45. The computer system of claim 41, the program comprising
instructions to cause the processor to: determine whether the tag
comprises an internal linking tag; and if the tag comprises an
internal linking tag, verify that the target points to a place
inside the markup language file.
46. The computer system of claim 41, the program comprising
instructions to cause the processor to: scan the markup language
file to locate linking tags.
47. The computer system of claim 41, the program comprising
instructions to cause the processor to: store an indication of the
result of the determination in an error file if the tag is
invalid.
48. The computer system of claim 33, the storage medium storing
instructions to cause the computer to: determining if a type of the
tag matches a type of the target.
49. The computer system of claim 33, wherein the target comprises
indicative of at least one of an image, a book, a newspaper
article, journal article, an audio clip and a video clip.

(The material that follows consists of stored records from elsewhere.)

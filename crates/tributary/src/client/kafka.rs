//! Kafka-backed consumer client.
//!
//! [`KafkaConsumerClient`] implements [`ConsumerClient`] over rdkafka's
//! `BaseConsumer`. A custom consumer context forwards partition
//! revoke/assign callbacks to the [`RebalanceReactor`] and bridges commit
//! callbacks onto their pending completions.
//!
//! `BaseConsumer` serves its callbacks from inside `poll` on the calling
//! thread, which is exactly the re-entry model the run loop is built
//! around: the client gate is held across the whole poll, and the reactor
//! mutates state without touching the gate.

use std::collections::{BTreeMap, BTreeSet, VecDeque};
use std::sync::Arc;
use std::time::Duration;

use parking_lot::Mutex;
use rdkafka::consumer::{BaseConsumer, CommitMode, Consumer, ConsumerContext, Rebalance};
use rdkafka::error::{KafkaError, KafkaResult};
use rdkafka::message::Message;
use rdkafka::{ClientContext, Offset, TopicPartitionList};
use tracing::{debug, info, warn};

use crate::client::{CommitCallback, ConsumerClient};
use crate::config::ConsumerConfig;
use crate::record::Record;
use crate::runloop::RebalanceReactor;
use crate::types::{OffsetAndMetadata, TopicPartition};

/// Pending commit completions, served FIFO by the commit callback.
type CommitSlots = Arc<Mutex<VecDeque<CommitCallback>>>;

/// Consumer context wiring rdkafka callbacks into the run loop.
pub struct RunLoopContext {
    reactor: Arc<RebalanceReactor>,
    commit_slots: CommitSlots,
}

impl RunLoopContext {
    fn new(reactor: Arc<RebalanceReactor>, commit_slots: CommitSlots) -> Self {
        Self {
            reactor,
            commit_slots,
        }
    }
}

impl ClientContext for RunLoopContext {}

impl ConsumerContext for RunLoopContext {
    fn pre_rebalance(&self, rebalance: &Rebalance<'_>) {
        match rebalance {
            Rebalance::Revoke(tpl) => {
                let revoked = tpl_to_set(tpl);
                info!(partitions = revoked.len(), "partitions being revoked");
                self.reactor.on_partitions_revoked(&revoked);
            }
            Rebalance::Assign(_) => {}
            Rebalance::Error(e) => {
                warn!(error = %e, "rebalance error");
            }
        }
    }

    fn post_rebalance(&self, rebalance: &Rebalance<'_>) {
        if let Rebalance::Assign(tpl) = rebalance {
            let assigned = tpl_to_set(tpl);
            info!(partitions = assigned.len(), "partitions assigned");
            self.reactor.on_partitions_assigned(&assigned);
        }
    }

    fn commit_callback(&self, result: KafkaResult<()>, _offsets: &TopicPartitionList) {
        // Commits are submitted under the gate and librdkafka serves their
        // callbacks in submission order, so FIFO matching is sound.
        match self.commit_slots.lock().pop_front() {
            Some(done) => done(result),
            None => warn!("commit callback arrived with no pending completion"),
        }
    }
}

/// Production [`ConsumerClient`] over an rdkafka `BaseConsumer`.
pub struct KafkaConsumerClient {
    consumer: BaseConsumer<RunLoopContext>,
    commit_slots: CommitSlots,
}

impl KafkaConsumerClient {
    /// Creates a Kafka consumer from the given configuration, wiring
    /// rebalance callbacks into `reactor`.
    ///
    /// # Errors
    ///
    /// Returns [`crate::ConsumerError::Configuration`] if broker settings
    /// are missing, or the client's error if construction fails.
    pub fn from_config(
        config: &ConsumerConfig,
        reactor: Arc<RebalanceReactor>,
    ) -> crate::error::Result<Self> {
        config.validate_for_kafka()?;
        let commit_slots: CommitSlots = Arc::new(Mutex::new(VecDeque::new()));
        let context = RunLoopContext::new(reactor, Arc::clone(&commit_slots));
        let consumer: BaseConsumer<RunLoopContext> =
            config.to_rdkafka_config().create_with_context(context)?;
        Ok(Self {
            consumer,
            commit_slots,
        })
    }

    fn convert(msg: &rdkafka::message::BorrowedMessage<'_>) -> Record {
        Record {
            partition: TopicPartition::new(msg.topic(), msg.partition()),
            offset: msg.offset(),
            key: msg.key().map(<[u8]>::to_vec),
            value: msg.payload().map(<[u8]>::to_vec),
            timestamp: msg.timestamp().to_millis(),
        }
    }
}

impl ConsumerClient for KafkaConsumerClient {
    fn subscribe(&mut self, topics: &[String]) -> Result<(), KafkaError> {
        let names: Vec<&str> = topics.iter().map(String::as_str).collect();
        self.consumer.subscribe(&names)
    }

    fn subscribe_pattern(&mut self, pattern: &str) -> Result<(), KafkaError> {
        // librdkafka treats topic names starting with '^' as regex patterns.
        let topic = if pattern.starts_with('^') {
            pattern.to_string()
        } else {
            format!("^{pattern}")
        };
        self.consumer.subscribe(&[topic.as_str()])
    }

    fn assign(&mut self, partitions: &BTreeSet<TopicPartition>) -> Result<(), KafkaError> {
        self.consumer.assign(&set_to_tpl(partitions))
    }

    fn unsubscribe(&mut self) -> Result<(), KafkaError> {
        self.consumer.unsubscribe();
        Ok(())
    }

    fn assignment(&self) -> Result<BTreeSet<TopicPartition>, KafkaError> {
        self.consumer.assignment().map(|tpl| tpl_to_set(&tpl))
    }

    fn pause(&mut self, partitions: &BTreeSet<TopicPartition>) -> Result<(), KafkaError> {
        if partitions.is_empty() {
            return Ok(());
        }
        self.consumer.pause(&set_to_tpl(partitions))
    }

    fn resume(&mut self, partitions: &BTreeSet<TopicPartition>) -> Result<(), KafkaError> {
        if partitions.is_empty() {
            return Ok(());
        }
        self.consumer.resume(&set_to_tpl(partitions))
    }

    fn poll(
        &mut self,
        timeout: Duration,
    ) -> Result<BTreeMap<TopicPartition, Vec<Record>>, KafkaError> {
        let mut out: BTreeMap<TopicPartition, Vec<Record>> = BTreeMap::new();

        // One bounded wait, then drain whatever is already buffered so a
        // single poll request delivers a batch rather than one record.
        match self.consumer.poll(timeout) {
            None => return Ok(out),
            Some(Err(e)) => return Err(e),
            Some(Ok(msg)) => {
                let record = Self::convert(&msg);
                out.entry(record.partition.clone()).or_default().push(record);
            }
        }
        while let Some(next) = self.consumer.poll(Duration::ZERO) {
            match next {
                Ok(msg) => {
                    let record = Self::convert(&msg);
                    out.entry(record.partition.clone()).or_default().push(record);
                }
                Err(e) => {
                    warn!(error = %e, "consumer error while draining poll");
                    break;
                }
            }
        }

        debug!(
            partitions = out.len(),
            records = out.values().map(Vec::len).sum::<usize>(),
            "polled records"
        );
        Ok(out)
    }

    fn commit(
        &mut self,
        offsets: &BTreeMap<TopicPartition, OffsetAndMetadata>,
        done: CommitCallback,
    ) {
        let mut tpl = TopicPartitionList::new();
        for (tp, entry) in offsets {
            if let Err(e) =
                tpl.add_partition_offset(&tp.topic, tp.partition, Offset::Offset(entry.offset))
            {
                done(Err(e));
                return;
            }
        }

        // The completion must be queued before the commit is submitted;
        // the callback can only fire during poll, and the gate is held for
        // the duration of this call, so the slot cannot be consumed early.
        self.commit_slots.lock().push_back(done);
        if let Err(e) = self.consumer.commit(&tpl, CommitMode::Async) {
            if let Some(done) = self.commit_slots.lock().pop_back() {
                done(Err(e));
            }
        }
    }
}

impl std::fmt::Debug for KafkaConsumerClient {
    fn fmt(&self, f: &mut std::fmt::Formatter<'_>) -> std::fmt::Result {
        f.debug_struct("KafkaConsumerClient")
            .field("pending_commits", &self.commit_slots.lock().len())
            .finish_non_exhaustive()
    }
}

fn tpl_to_set(tpl: &TopicPartitionList) -> BTreeSet<TopicPartition> {
    tpl.elements()
        .iter()
        .map(|elem| TopicPartition::new(elem.topic(), elem.partition()))
        .collect()
}

fn set_to_tpl(partitions: &BTreeSet<TopicPartition>) -> TopicPartitionList {
    let mut tpl = TopicPartitionList::new();
    for tp in partitions {
        tpl.add_partition(&tp.topic, tp.partition);
    }
    tpl
}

50. A computer system comprising: a memory to store a program; and
a processor to execute the program to cause the processor to: find
linking tags in a markup language file, each tag associated with a
target; locate the targets; and selectively determine whether the
tags are valid based on the targets.
51. The computer system of claim 50, the processor adapted to scan
another file to find the targets.
52. The computer system of claim 50, wherein said another file
comprises a linking information file.
53. The computer system of claim 50, wherein each tag is associated
with an identifier, and the program comprises instructions to cause
the processor to determine if more than one of the identifiers are
associated with the same target.
54. The computer system of claim 50, the program comprising
instructions to cause the processor to: determine a type of the
tag; and further base the determination of whether the tag is valid
based on the type of the tag.
55. The computer system of claim 50, the program comprising
instructions to cause the processor to: determine whether the tag
comprises an internal linking tag; and if the tag comprises an
internal linking tag, verify that the target points to a place
inside the markup language file.
56. The computer system of claim 50, the program comprising
instructions to cause the processor to: determine if a type of the
tag matches a type of the target.
57. The computer system of claim 50, wherein the target comprises a
file indicative of at least one of an image, a book, a newspaper
article, journal article, an audio clip and a video clip.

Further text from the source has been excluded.